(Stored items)

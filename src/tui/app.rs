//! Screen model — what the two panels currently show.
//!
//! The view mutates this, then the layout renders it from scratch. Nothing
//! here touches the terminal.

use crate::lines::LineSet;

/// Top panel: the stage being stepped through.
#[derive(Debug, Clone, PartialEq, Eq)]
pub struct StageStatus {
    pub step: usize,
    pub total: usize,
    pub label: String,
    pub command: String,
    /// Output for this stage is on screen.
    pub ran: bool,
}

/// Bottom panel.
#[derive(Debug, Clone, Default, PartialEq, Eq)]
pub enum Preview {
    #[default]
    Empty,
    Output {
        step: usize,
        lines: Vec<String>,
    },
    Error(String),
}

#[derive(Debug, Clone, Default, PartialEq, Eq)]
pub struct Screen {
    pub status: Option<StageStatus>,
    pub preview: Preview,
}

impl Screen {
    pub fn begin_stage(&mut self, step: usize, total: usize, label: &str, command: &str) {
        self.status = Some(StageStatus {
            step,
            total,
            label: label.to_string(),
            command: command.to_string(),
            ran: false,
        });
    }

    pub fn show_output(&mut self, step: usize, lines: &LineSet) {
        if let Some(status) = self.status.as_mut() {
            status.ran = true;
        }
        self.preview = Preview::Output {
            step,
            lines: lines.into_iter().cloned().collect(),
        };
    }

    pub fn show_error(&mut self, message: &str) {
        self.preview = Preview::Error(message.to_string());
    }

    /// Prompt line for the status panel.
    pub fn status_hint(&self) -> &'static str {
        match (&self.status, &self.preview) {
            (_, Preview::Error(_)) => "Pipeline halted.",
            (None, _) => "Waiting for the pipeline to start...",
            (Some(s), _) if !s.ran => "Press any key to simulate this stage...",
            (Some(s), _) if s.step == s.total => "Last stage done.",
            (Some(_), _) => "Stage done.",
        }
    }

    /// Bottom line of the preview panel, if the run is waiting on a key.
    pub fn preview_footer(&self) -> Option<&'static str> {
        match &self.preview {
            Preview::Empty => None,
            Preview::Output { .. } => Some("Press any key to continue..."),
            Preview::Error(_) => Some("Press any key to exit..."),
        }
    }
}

[Exercise directions] Each of the records is to be repeated word for word.

[Task result]
filename src/tui/app.rs
//! Screen model — what the two panels currently show.
//!
//! The view mutates this, then the layout renders it from scratch. Nothing
//! here touches the terminal.

use crate::lines::LineSet;

/// Top panel: the stage being stepped through.
#[derive(Debug, Clone, PartialEq, Eq)]
pub struct StageStatus {
    pub step: usize,
    pub total: usize,
    pub label: String,
    pub command: String,
    /// Output for this stage is on screen.
    pub ran: bool,
}

/// Bottom panel.
#[derive(Debug, Clone, Default, PartialEq, Eq)]
pub enum Preview {
    #[default]
    Empty,
    Output {
        step: usize,
        lines: Vec<String>,
    },
    Error(String),
}

#[derive(Debug, Clone, Default, PartialEq, Eq)]
pub struct Screen {
    pub status: Option<StageStatus>,
    pub preview: Preview,
}

impl Screen {
    pub fn begin_stage(&mut self, step: usize, total: usize, label: &str, command: &str) {
        self.status = Some(StageStatus {
            step,
            total,
            label: label.to_string(),
            command: command.to_string(),
            ran: false,
        });
    }

    pub fn show_output(&mut self, step: usize, lines: &LineSet) {
        if let Some(status) = self.status.as_mut() {
            status.ran = true;
        }
        self.preview = Preview::Output {
            step,
            lines: lines.into_iter().cloned().collect(),
        };
    }

    pub fn show_error(&mut self, message: &str) {
        self.preview = Preview::Error(message.to_string());
    }

    /// Prompt line for the status panel.
    pub fn status_hint(&self) -> &'static str {
        match (&self.status, &self.preview) {
            (_, Preview::Error(_)) => "Pipeline halted.",
            (None, _) => "Waiting for the pipeline to start...",
            (Some(s), _) if !s.ran => "Press any key to simulate this stage...",
            (Some(s), _) if s.step == s.total => "Last stage done.",
            (Some(_), _) => "Stage done.",
        }
    }

    /// Bottom line of the preview panel, if the run is waiting on a key.
    pub fn preview_footer(&self) -> Option<&'static str> {
        match &self.preview {
            Preview::Empty => None,
            Preview::Output { .. } => Some("Press any key to continue..."),
            Preview::Error(_) => Some("Press any key to exit..."),
        }
    }
}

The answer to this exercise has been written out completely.